The Belmont Cragin high school at 2148 N. Long Ave. is the latest Chicago public school to retain its school resource officers: The vast majority of Chicago’s public high schools also have chosen to keep officers in place.

“We have to focus on what we think is best for our students right now,” said council member Clemmie Ellis, who voted to keep officers. “I think right now, it’s not so much politics that’s best for them.”

The role of police in Chicago Public Schools has become a hotly debated issue in the wake of the police killing of George Floyd in Minneapolis. In recent weeks, several large cities, including Minneapolis, have moved to eliminate police presence in public schools.

More than 70 Chicago public schools must decide by the end of this week whether to keep school resource officers. City and district leaders have resisted taking widespread action, instead urging local school councils to make their own decisions.

Prosser administrators surveyed parents, teachers and students on the matter ahead of a Friday deadline imposed by the district.

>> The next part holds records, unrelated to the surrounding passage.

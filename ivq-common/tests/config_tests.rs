//! Unit tests for catalog configuration loading and resolution
//!
//! Note: Uses serial_test crate to prevent ENV variable race conditions.
//! Tests that manipulate IVQ_CONFIG are marked with #[serial].

use ivq_common::config::{
    load_catalog_config, resolve_config_path, CatalogConfig, CONFIG_ENV_VAR,
    DEFAULT_COMPANY_TIER, DEFAULT_THIN_CONTENT_THRESHOLD,
};
use ivq_common::Error;
use serial_test::serial;
use std::env;
use std::path::{Path, PathBuf};
use tempfile::TempDir;

#[test]
fn test_defaults() {
    let config = CatalogConfig::default();

    assert_eq!(config.thin_content_threshold, DEFAULT_THIN_CONTENT_THRESHOLD);
    assert_eq!(config.thin_content_threshold, 3);
    assert_eq!(config.company_top_topics, 5);
    assert_eq!(config.topic_top_companies, 10);
    assert!(config.company_tiers.is_empty());
    assert_eq!(config.company_names.get("ibm").map(String::as_str), Some("IBM"));
}

#[test]
fn test_empty_toml_is_valid() {
    let config = CatalogConfig::from_toml_str("").unwrap();
    assert_eq!(config, CatalogConfig::default());
}

#[test]
fn test_toml_overrides_and_tables() {
    let toml = r#"
thin_content_threshold = 5
company_top_topics = 3

[company_tiers]
google = 1
amazon = 1
stripe = 2

[company_names]
ibm = "International Business Machines"
a16z = "Andreessen Horowitz"

[topic_descriptions]
array = "Contiguous sequences."
"#;

    let config = CatalogConfig::from_toml_str(toml).unwrap();

    assert_eq!(config.thin_content_threshold, 5);
    assert_eq!(config.company_top_topics, 3);
    // Unspecified fields keep defaults
    assert_eq!(config.topic_top_companies, 10);

    assert_eq!(config.tier_for("google"), 1);
    assert_eq!(config.tier_for("stripe"), 2);
    assert_eq!(config.tier_for("unknown-co"), DEFAULT_COMPANY_TIER);

    // File entries win over the built-in table, built-ins fill the rest
    assert_eq!(
        config.company_names.get("ibm").map(String::as_str),
        Some("International Business Machines")
    );
    assert_eq!(
        config.company_names.get("a16z").map(String::as_str),
        Some("Andreessen Horowitz")
    );
    assert_eq!(
        config.company_names.get("linkedin").map(String::as_str),
        Some("LinkedIn")
    );

    assert_eq!(config.topic_description("array", "Array"), "Contiguous sequences.");
}

#[test]
fn test_topic_description_fallback_mentions_name() {
    let config = CatalogConfig::default();
    let text = config.topic_description("dynamic-programming", "Dynamic Programming");
    assert!(text.contains("Dynamic Programming"));
}

#[test]
fn test_invalid_toml_is_config_error() {
    let result = CatalogConfig::from_toml_str("thin_content_threshold = \"three\"");
    assert!(matches!(result, Err(Error::Config(_))));
}

#[test]
fn test_zero_tier_rejected() {
    let result = CatalogConfig::from_toml_str("[company_tiers]\ngoogle = 0\n");
    match result {
        Err(Error::Config(msg)) => assert!(msg.contains("google")),
        other => panic!("Expected config error, got {:?}", other),
    }
}

#[test]
fn test_load_from_file() {
    let temp_dir = TempDir::new().unwrap();
    let path = temp_dir.path().join("catalog.toml");
    std::fs::write(&path, "related_limit = 4\n").unwrap();

    let config = CatalogConfig::load(&path).unwrap();
    assert_eq!(config.related_limit, 4);
}

#[test]
fn test_load_missing_explicit_file_errors() {
    let result = CatalogConfig::load(Path::new("/nonexistent/ivq/catalog.toml"));
    assert!(matches!(result, Err(Error::Config(_))));
}

#[test]
#[serial]
fn test_cli_arg_takes_precedence_over_env() {
    env::set_var(CONFIG_ENV_VAR, "/tmp/ivq-from-env.toml");

    let resolved = resolve_config_path(Some(Path::new("/tmp/ivq-from-cli.toml")));
    assert_eq!(resolved, Some(PathBuf::from("/tmp/ivq-from-cli.toml")));

    env::remove_var(CONFIG_ENV_VAR);
}

#[test]
#[serial]
fn test_env_var_used_without_cli_arg() {
    env::set_var(CONFIG_ENV_VAR, "/tmp/ivq-from-env.toml");

    let resolved = resolve_config_path(None);
    assert_eq!(resolved, Some(PathBuf::from("/tmp/ivq-from-env.toml")));

    env::remove_var(CONFIG_ENV_VAR);
}

#[test]
#[serial]
fn test_load_catalog_config_via_env() {
    let temp_dir = TempDir::new().unwrap();
    let path = temp_dir.path().join("env.toml");
    std::fs::write(&path, "thin_content_threshold = 7\n").unwrap();
    env::set_var(CONFIG_ENV_VAR, &path);

    let config = load_catalog_config(None).unwrap();
    assert_eq!(config.thin_content_threshold, 7);

    env::remove_var(CONFIG_ENV_VAR);
}
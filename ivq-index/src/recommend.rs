//! Related-Content Recommender
//!
//! Scores and ranks entities related to a company, topic or question, for
//! internal linking. Pure functions over a built [`Snapshot`]; an entity never
//! links to itself and a target appears at most once.
//!
//! # Scoring
//! Company ↔ company:
//! - +10 per shared top-topic slug
//! - +5 same tier, +3 if the candidate's tier is better (numerically lower)
//! - +3 if question counts differ by < 50, +1 more if by < 100
//!
//! Topic ↔ topic: precomputed co-occurring topics first, then the most popular
//! topics as backfill.
//!
//! Question ↔ question: precomputed related questions first, then backfill
//! scored +5 per shared topic, +2 same difficulty, + min(company count, 5).
//!
//! [`link_table`] runs all three over a whole snapshot for the page generator.

use crate::snapshot::{Company, Snapshot, Topic, UniqueQuestion};
use ivq_common::slug::topic_slug;
use serde::Serialize;
use std::collections::HashSet;

/// Priority of links taken from a precomputed related list
pub const EXPLICIT_PRIORITY: u32 = 10;

/// Priority of popularity backfill links
pub const POPULAR_PRIORITY: u32 = 5;

/// Kind of entity a link points at
#[derive(Debug, Clone, Copy, PartialEq, Eq, Serialize)]
#[serde(rename_all = "lowercase")]
pub enum LinkKind {
    Company,
    Topic,
    Question,
}

/// Lightweight link descriptor for the presentation layer
#[derive(Debug, Clone, PartialEq, Serialize)]
pub struct RelatedLink {
    pub kind: LinkKind,
    /// Slug of the target entity
    pub target: String,
    pub display_text: String,
    pub detail_text: String,
    pub priority_weight: u32,
}

/// Related links of one entity
#[derive(Debug, Clone, PartialEq, Serialize)]
pub struct EntityLinks {
    pub slug: String,
    pub links: Vec<RelatedLink>,
}

/// Related links of every company, topic and question, in snapshot order
#[derive(Debug, Clone, Default, PartialEq, Serialize)]
pub struct LinkTable {
    pub companies: Vec<EntityLinks>,
    pub topics: Vec<EntityLinks>,
    pub questions: Vec<EntityLinks>,
}

/// Compute related links for every entity, at most `limit` per entity
pub fn link_table(snapshot: &Snapshot, limit: usize) -> LinkTable {
    LinkTable {
        companies: snapshot
            .companies()
            .iter()
            .map(|company| EntityLinks {
                slug: company.slug.clone(),
                links: related_companies(company, snapshot, limit),
            })
            .collect(),
        topics: snapshot
            .topics()
            .iter()
            .map(|topic| EntityLinks {
                slug: topic.slug.clone(),
                links: related_topics(topic, snapshot, limit),
            })
            .collect(),
        questions: snapshot
            .questions()
            .iter()
            .map(|question| EntityLinks {
                slug: question.slug.clone(),
                links: related_problems(question, snapshot, limit),
            })
            .collect(),
    }
}

/// Companies most similar to `company`
pub fn related_companies(company: &Company, snapshot: &Snapshot, limit: usize) -> Vec<RelatedLink> {
    let current_topics: HashSet<String> = company.top_topics.iter().map(|t| topic_slug(t)).collect();

    let mut scored: Vec<(&Company, u32)> = snapshot
        .companies()
        .iter()
        .filter(|candidate| candidate.slug != company.slug)
        .filter_map(|candidate| {
            let score = company_score(company, &current_topics, candidate);
            (score > 0).then_some((candidate, score))
        })
        .collect();

    scored.sort_by(|a, b| b.1.cmp(&a.1));
    scored
        .into_iter()
        .take(limit)
        .map(|(candidate, score)| RelatedLink {
            kind: LinkKind::Company,
            target: candidate.slug.clone(),
            display_text: candidate.name.clone(),
            detail_text: format!("{} questions", candidate.question_count),
            priority_weight: score,
        })
        .collect()
}

fn company_score(current: &Company, current_topics: &HashSet<String>, candidate: &Company) -> u32 {
    let candidate_topics: HashSet<String> = candidate.top_topics.iter().map(|t| topic_slug(t)).collect();
    let overlap = current_topics.intersection(&candidate_topics).count() as u32;

    let mut score = 10 * overlap;
    if candidate.tier == current.tier {
        score += 5;
    }
    if candidate.tier < current.tier {
        score += 3;
    }

    let difference = current.question_count.abs_diff(candidate.question_count);
    if difference < 50 {
        score += 3;
    }
    if difference < 100 {
        score += 1;
    }
    score
}

/// Topics related to `topic`
pub fn related_topics(topic: &Topic, snapshot: &Snapshot, limit: usize) -> Vec<RelatedLink> {
    let mut links = Vec::new();
    let mut included: HashSet<&str> = HashSet::new();
    included.insert(topic.slug.as_str());

    for name in &topic.related_topics {
        if links.len() >= limit {
            return links;
        }
        if let Some(candidate) = snapshot.topic(&topic_slug(name)) {
            if included.insert(candidate.slug.as_str()) {
                links.push(topic_link(candidate, EXPLICIT_PRIORITY));
            }
        }
    }

    for candidate in snapshot.topics() {
        if links.len() >= limit {
            break;
        }
        if included.insert(candidate.slug.as_str()) {
            links.push(topic_link(candidate, POPULAR_PRIORITY));
        }
    }

    links
}

fn topic_link(topic: &Topic, priority_weight: u32) -> RelatedLink {
    RelatedLink {
        kind: LinkKind::Topic,
        target: topic.slug.clone(),
        display_text: topic.name.clone(),
        detail_text: format!("{} questions", topic.question_count),
        priority_weight,
    }
}

/// Questions related to `question`
pub fn related_problems(question: &UniqueQuestion, snapshot: &Snapshot, limit: usize) -> Vec<RelatedLink> {
    let mut links = Vec::new();
    let mut included: HashSet<&str> = HashSet::new();
    included.insert(question.slug.as_str());

    for slug in &question.related_questions {
        if links.len() >= limit {
            return links;
        }
        if let Some(candidate) = snapshot.question_by_slug(slug) {
            if included.insert(candidate.slug.as_str()) {
                links.push(question_link(candidate, EXPLICIT_PRIORITY));
            }
        }
    }

    let remaining = limit - links.len();
    if remaining == 0 {
        return links;
    }

    let current_topics: HashSet<String> = question.topics.iter().map(|t| t.to_lowercase()).collect();

    let mut scored: Vec<(&UniqueQuestion, u32)> = snapshot
        .questions()
        .iter()
        .filter(|candidate| !included.contains(candidate.slug.as_str()))
        .filter_map(|candidate| {
            let score = question_score(question, &current_topics, candidate);
            (score > 0).then_some((candidate, score))
        })
        .collect();

    scored.sort_by(|a, b| b.1.cmp(&a.1));
    links.extend(
        scored
            .into_iter()
            .take(remaining)
            .map(|(candidate, score)| question_link(candidate, score)),
    );
    links
}

fn question_score(current: &UniqueQuestion, current_topics: &HashSet<String>, candidate: &UniqueQuestion) -> u32 {
    let shared = candidate
        .topics
        .iter()
        .map(|t| t.to_lowercase())
        .collect::<HashSet<_>>()
        .intersection(current_topics)
        .count() as u32;

    let mut score = 5 * shared;
    if candidate.difficulty == current.difficulty {
        score += 2;
    }
    score + candidate.companies.len().min(5) as u32
}

fn question_link(question: &UniqueQuestion, priority_weight: u32) -> RelatedLink {
    let companies = question.companies.len();
    RelatedLink {
        kind: LinkKind::Question,
        target: question.slug.clone(),
        display_text: question.title.clone(),
        detail_text: format!(
            "{} · asked by {} {}",
            question.difficulty,
            companies,
            if companies == 1 { "company" } else { "companies" }
        ),
        priority_weight,
    }
}
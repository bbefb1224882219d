//! ivq-index - catalog build entry point for the static-site pipeline
//!
//! Loads the catalog configuration and a JSON question export, builds the
//! snapshot once and writes a JSON summary (build stats, company and topic
//! summaries, publishable cross-references, related links per entity) for the
//! page generator.

use anyhow::{Context, Result};
use clap::Parser;
use ivq_common::config::load_catalog_config;
use ivq_index::{
    link_table, BuildStats, Company, CompanyTopicCrossRef, JsonFileSource, LinkTable, SnapshotCache,
    Topic,
};
use serde::Serialize;
use std::io::Write;
use std::path::PathBuf;
use std::sync::Arc;
use tracing::info;

#[derive(Parser, Debug)]
#[command(name = "ivq-index", version, about = "Build the interview question catalog index")]
struct Args {
    /// JSON export of question records
    #[arg(long, env = "IVQ_DATA")]
    data: PathBuf,

    /// Catalog configuration TOML (falls back to IVQ_CONFIG, then the user config dir)
    #[arg(long)]
    config: Option<PathBuf>,

    /// Write the summary here instead of stdout
    #[arg(long)]
    output: Option<PathBuf>,
}

#[derive(Serialize)]
struct Summary<'a> {
    stats: &'a BuildStats,
    thin_content_threshold: usize,
    companies: &'a [Company],
    topics: &'a [Topic],
    publishable_cross_references: Vec<&'a CompanyTopicCrossRef>,
    related: LinkTable,
}

#[tokio::main]
async fn main() -> Result<()> {
    tracing_subscriber::fmt()
        .with_env_filter(
            tracing_subscriber::EnvFilter::from_default_env()
                .add_directive(tracing::Level::INFO.into()),
        )
        .with_writer(std::io::stderr)
        .init();

    info!(
        "Starting ivq-index v{} [{}] built {} ({})",
        env!("CARGO_PKG_VERSION"),
        env!("GIT_HASH"),
        env!("BUILD_TIMESTAMP"),
        env!("BUILD_PROFILE")
    );

    let args = Args::parse();

    let config = load_catalog_config(args.config.as_deref())
        .context("Failed to load catalog configuration")?;
    info!(
        thin_content_threshold = config.thin_content_threshold,
        "Catalog configuration ready"
    );

    let source = JsonFileSource::new(&args.data);
    let cache = SnapshotCache::new(Arc::new(source), Arc::new(config));

    let snapshot = cache
        .get_snapshot()
        .await
        .with_context(|| format!("Failed to build catalog from {}", args.data.display()))?;

    let summary = Summary {
        stats: snapshot.stats(),
        thin_content_threshold: snapshot.thin_content_threshold(),
        companies: snapshot.companies(),
        topics: snapshot.topics(),
        publishable_cross_references: snapshot.publishable_cross_references(),
        related: link_table(&snapshot, cache.config().related_limit),
    };
    let json = serde_json::to_string_pretty(&summary)?;

    match &args.output {
        Some(path) => {
            std::fs::write(path, json)
                .with_context(|| format!("Failed to write {}", path.display()))?;
            info!("Summary written to {}", path.display());
        }
        None => {
            let mut stdout = std::io::stdout().lock();
            writeln!(stdout, "{}", json)?;
        }
    }

    Ok(())
}
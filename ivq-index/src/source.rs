//! Raw data source
//!
//! The aggregation engine consumes complete snapshots from a `QuestionSource`;
//! there is no streaming contract. Two implementations are provided:
//! - `InMemorySource`: fixtures and composition roots that already hold records
//! - `JsonFileSource`: a JSON export on disk, parsed once and reused
//!
//! # Export format
//! Either a bare array of records, or an object:
//! ```json
//! { "questions": [ ... ], "companies": ["google"], "topics": ["Array"] }
//! ```
//! When `companies`/`topics` are omitted they are derived from the records in
//! first-seen order.

use crate::engine::SourceData;
use async_trait::async_trait;
use ivq_common::{Error, QuestionRecord, Result};
use serde_json::Value;
use std::path::{Path, PathBuf};
use tokio::sync::OnceCell;
use tracing::{debug, info};

/// Supplier of raw interview-question data
#[async_trait]
pub trait QuestionSource: Send + Sync {
    /// All (question, company) records, in source order
    async fn load_questions(&self) -> Result<Vec<QuestionRecord>>;

    /// Company slugs to aggregate
    async fn list_companies(&self) -> Result<Vec<String>>;

    /// Canonical topic names
    async fn list_topics(&self) -> Result<Vec<String>>;
}

/// Fetch everything one build needs from a source
pub async fn fetch_source_data(source: &dyn QuestionSource) -> Result<SourceData> {
    let (records, companies, topics) = tokio::try_join!(
        source.load_questions(),
        source.list_companies(),
        source.list_topics(),
    )?;

    debug!(
        records = records.len(),
        companies = companies.len(),
        topics = topics.len(),
        "Fetched source data"
    );

    Ok(SourceData {
        records,
        companies,
        topics,
    })
}

/// Source backed by records already in memory
#[derive(Debug, Clone, Default)]
pub struct InMemorySource {
    data: SourceData,
}

impl InMemorySource {
    /// Company and topic lists are derived from the records
    pub fn new(records: Vec<QuestionRecord>) -> Self {
        Self {
            data: SourceData::from_records(records),
        }
    }

    /// Replace the derived company list
    pub fn with_companies<I, S>(mut self, companies: I) -> Self
    where
        I: IntoIterator<Item = S>,
        S: Into<String>,
    {
        self.data.companies = companies.into_iter().map(Into::into).collect();
        self
    }

    /// Replace the derived canonical topic list
    pub fn with_topics<I, S>(mut self, topics: I) -> Self
    where
        I: IntoIterator<Item = S>,
        S: Into<String>,
    {
        self.data.topics = topics.into_iter().map(Into::into).collect();
        self
    }
}

impl From<SourceData> for InMemorySource {
    fn from(data: SourceData) -> Self {
        Self { data }
    }
}

#[async_trait]
impl QuestionSource for InMemorySource {
    async fn load_questions(&self) -> Result<Vec<QuestionRecord>> {
        Ok(self.data.records.clone())
    }

    async fn list_companies(&self) -> Result<Vec<String>> {
        Ok(self.data.companies.clone())
    }

    async fn list_topics(&self) -> Result<Vec<String>> {
        Ok(self.data.topics.clone())
    }
}

/// Source backed by a JSON export file
///
/// The file is read and parsed on first use; later calls reuse the result.
/// A failed read is not cached, so a later call retries.
#[derive(Debug)]
pub struct JsonFileSource {
    path: PathBuf,
    parsed: OnceCell<SourceData>,
}

impl JsonFileSource {
    pub fn new(path: impl Into<PathBuf>) -> Self {
        Self {
            path: path.into(),
            parsed: OnceCell::new(),
        }
    }

    pub fn path(&self) -> &Path {
        &self.path
    }

    async fn data(&self) -> Result<&SourceData> {
        self.parsed.get_or_try_init(|| self.read_export()).await
    }

    async fn read_export(&self) -> Result<SourceData> {
        let content = tokio::fs::read_to_string(&self.path).await.map_err(|e| {
            Error::SourceUnavailable(format!("Failed to read {}: {}", self.path.display(), e))
        })?;

        let data = parse_export(&content)?;
        info!(
            path = %self.path.display(),
            records = data.records.len(),
            "Loaded question export"
        );
        Ok(data)
    }
}

#[async_trait]
impl QuestionSource for JsonFileSource {
    async fn load_questions(&self) -> Result<Vec<QuestionRecord>> {
        Ok(self.data().await?.records.clone())
    }

    async fn list_companies(&self) -> Result<Vec<String>> {
        Ok(self.data().await?.companies.clone())
    }

    async fn list_topics(&self) -> Result<Vec<String>> {
        Ok(self.data().await?.topics.clone())
    }
}

/// Parse a JSON export
///
/// Each record is decoded separately so a bad record is reported by position.
pub fn parse_export(content: &str) -> Result<SourceData> {
    let root: Value = serde_json::from_str(content)?;

    let (raw_records, companies, topics) = match root {
        Value::Array(items) => (items, None, None),
        Value::Object(mut map) => {
            let records = match map.remove("questions") {
                Some(Value::Array(items)) => items,
                Some(_) => {
                    return Err(Error::SourceUnavailable(
                        "'questions' must be an array".to_string(),
                    ))
                }
                None => {
                    return Err(Error::SourceUnavailable(
                        "export has no 'questions' array".to_string(),
                    ))
                }
            };
            let companies = string_list(map.remove("companies"), "companies")?;
            let topics = string_list(map.remove("topics"), "topics")?;
            (records, companies, topics)
        }
        _ => {
            return Err(Error::SourceUnavailable(
                "export must be an array or an object".to_string(),
            ))
        }
    };

    let records = raw_records
        .into_iter()
        .enumerate()
        .map(|(index, value)| {
            serde_json::from_value::<QuestionRecord>(value)
                .map_err(|e| Error::validation(index, e.to_string()))
        })
        .collect::<Result<Vec<_>>>()?;

    let mut data = SourceData::from_records(records);
    if let Some(companies) = companies {
        data.companies = companies;
    }
    if let Some(topics) = topics {
        data.topics = topics;
    }
    Ok(data)
}

fn string_list(value: Option<Value>, field: &str) -> Result<Option<Vec<String>>> {
    match value {
        None | Some(Value::Null) => Ok(None),
        Some(value) => serde_json::from_value(value)
            .map(Some)
            .map_err(|e| Error::SourceUnavailable(format!("invalid '{}' list: {}", field, e))),
    }
}

#[cfg(test)]
mod tests {
    use super::*;

    const RECORD: &str = r#"{
        "id": "1", "slug": "two-sum", "title": "Two Sum", "difficulty": "Easy",
        "topics": ["Array", "Hash Table"], "acceptanceRate": 49.1, "company": "google",
        "frequency": 80.0, "timeframe": "all", "isPremium": false,
        "url": "https://leetcode.com/problems/two-sum"
    }"#;

    #[test]
    fn test_parse_bare_array_derives_lists() {
        let data = parse_export(&format!("[{}]", RECORD)).unwrap();
        assert_eq!(data.records.len(), 1);
        assert_eq!(data.companies, vec!["google"]);
        assert_eq!(data.topics, vec!["Array", "Hash Table"]);
    }

    #[test]
    fn test_parse_object_with_explicit_lists() {
        let json = format!(
            r#"{{ "questions": [{}], "companies": ["google", "meta"], "topics": ["Array"] }}"#,
            RECORD
        );
        let data = parse_export(&json).unwrap();
        assert_eq!(data.companies, vec!["google", "meta"]);
        assert_eq!(data.topics, vec!["Array"]);
    }

    #[test]
    fn test_parse_reports_bad_record_index() {
        let bad = RECORD.replace("\"difficulty\": \"Easy\",", "");
        let json = format!("[{}, {}]", RECORD, bad);
        match parse_export(&json) {
            Err(Error::DataValidation { index, reason }) => {
                assert_eq!(index, 1);
                assert!(reason.contains("difficulty"));
            }
            other => panic!("Expected validation error, got {:?}", other),
        }
    }

    #[test]
    fn test_parse_missing_questions_array() {
        assert!(matches!(
            parse_export(r#"{ "companies": [] }"#),
            Err(Error::SourceUnavailable(_))
        ));
    }

    #[test]
    fn test_parse_invalid_json() {
        assert!(matches!(parse_export("not json"), Err(Error::Json(_))));
    }

    #[tokio::test]
    async fn test_in_memory_source_overrides() {
        let record: QuestionRecord = serde_json::from_str(RECORD).unwrap();
        let source = InMemorySource::new(vec![record])
            .with_companies(["google", "amazon"])
            .with_topics(["Array"]);

        let data = fetch_source_data(&source).await.unwrap();
        assert_eq!(data.records.len(), 1);
        assert_eq!(data.companies, vec!["google", "amazon"]);
        assert_eq!(data.topics, vec!["Array"]);
    }

    #[tokio::test]
    async fn test_json_file_source_missing_file_is_unavailable() {
        let source = JsonFileSource::new("/nonexistent/ivq/export.json");
        let result = source.load_questions().await;
        assert!(matches!(result, Err(Error::SourceUnavailable(_))));
    }
}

The administrators said the response split 60-40 in favor of keeping officers in place, though the student breakdown was more evenly divided.

Cassandra Gamez, an incoming senior at Prosser, said she’s talked to many of her peers about the role of police officers on campus and many of them feel “that the presence of officers disturbs the peace in a way.”

“They felt threatened by police,” Gamez said. “It’s already enough to have security passing by in the halls, but it’s even more to have police walking around.”

Council member Kassandra Tsitsopoulos, one of two who voted to oust offices, said eliminating school police would be a step toward addressing “racist policy.”

“We’re never going to get 100 percent on board, but sometimes policy must change for peoples’ fears to subside,” Tsitsopoulos said. “If we had waited for every man in this country to give women the right to vote, we would’ve never had the vote to vote.’

This week, the district announced plans to cut its school police program by more than half in the next fiscal year by removing payment for officers on days they are not serving in schools, and no longer paying for mobile patrol officers.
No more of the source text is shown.